Stored dataset items:
———

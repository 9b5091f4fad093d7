//! Error types for the ledger and its stores.

use spool_common::Digest;
use spool_timber::TimberError;
use thiserror::Error;

/// Failures of a [`crate::store::CommitmentStore`] backend.
#[derive(Debug, Error)]
pub enum StoreError {
    #[error("sled error: {0}")]
    Sled(#[from] sled::Error),

    #[error("record encoding error: {0}")]
    Codec(#[from] serde_json::Error),

    #[error("store lock poisoned")]
    Poisoned,
}

#[derive(Debug, Error)]
pub enum LedgerError {
    #[error("no usable records for this request")]
    NoUsableRecords,

    #[error("usable records cannot cover target {target}")]
    Insufficient { target: u128 },

    #[error("record {0} already exists with different content")]
    DuplicateRecord(Digest),

    #[error("unknown record {0}")]
    UnknownRecord(Digest),

    #[error("record {0} cannot be reserved")]
    NotReservable(Digest),

    #[error("batch {got} arrived after batch {last}")]
    OutOfOrderBatch { last: u64, got: u64 },

    #[error("{0} lock poisoned")]
    LockPoisoned(&'static str),

    #[error(transparent)]
    Store(#[from] StoreError),

    #[error(transparent)]
    Tree(#[from] TimberError),
}

pub type Result<T> = std::result::Result<T, LedgerError>;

———

■ What the task requires: I need each of the entries above printed again exactly.

■ Exercise result:
repository 9b5091f4fad093d7
//! Error types for the ledger and its stores.

use spool_common::Digest;
use spool_timber::TimberError;
use thiserror::Error;

/// Failures of a [`crate::store::CommitmentStore`] backend.
#[derive(Debug, Error)]
pub enum StoreError {
    #[error("sled error: {0}")]
    Sled(#[from] sled::Error),

    #[error("record encoding error: {0}")]
    Codec(#[from] serde_json::Error),

    #[error("store lock poisoned")]
    Poisoned,
}

#[derive(Debug, Error)]
pub enum LedgerError {
    #[error("no usable records for this request")]
    NoUsableRecords,

    #[error("usable records cannot cover target {target}")]
    Insufficient { target: u128 },

    #[error("record {0} already exists with different content")]
    DuplicateRecord(Digest),

    #[error("unknown record {0}")]
    UnknownRecord(Digest),

    #[error("record {0} cannot be reserved")]
    NotReservable(Digest),

    #[error("batch {got} arrived after batch {last}")]
    OutOfOrderBatch { last: u64, got: u64 },

    #[error("{0} lock poisoned")]
    LockPoisoned(&'static str),

    #[error(transparent)]
    Store(#[from] StoreError),

    #[error(transparent)]
    Tree(#[from] TimberError),
}

pub type Result<T> = std::result::Result<T, LedgerError>;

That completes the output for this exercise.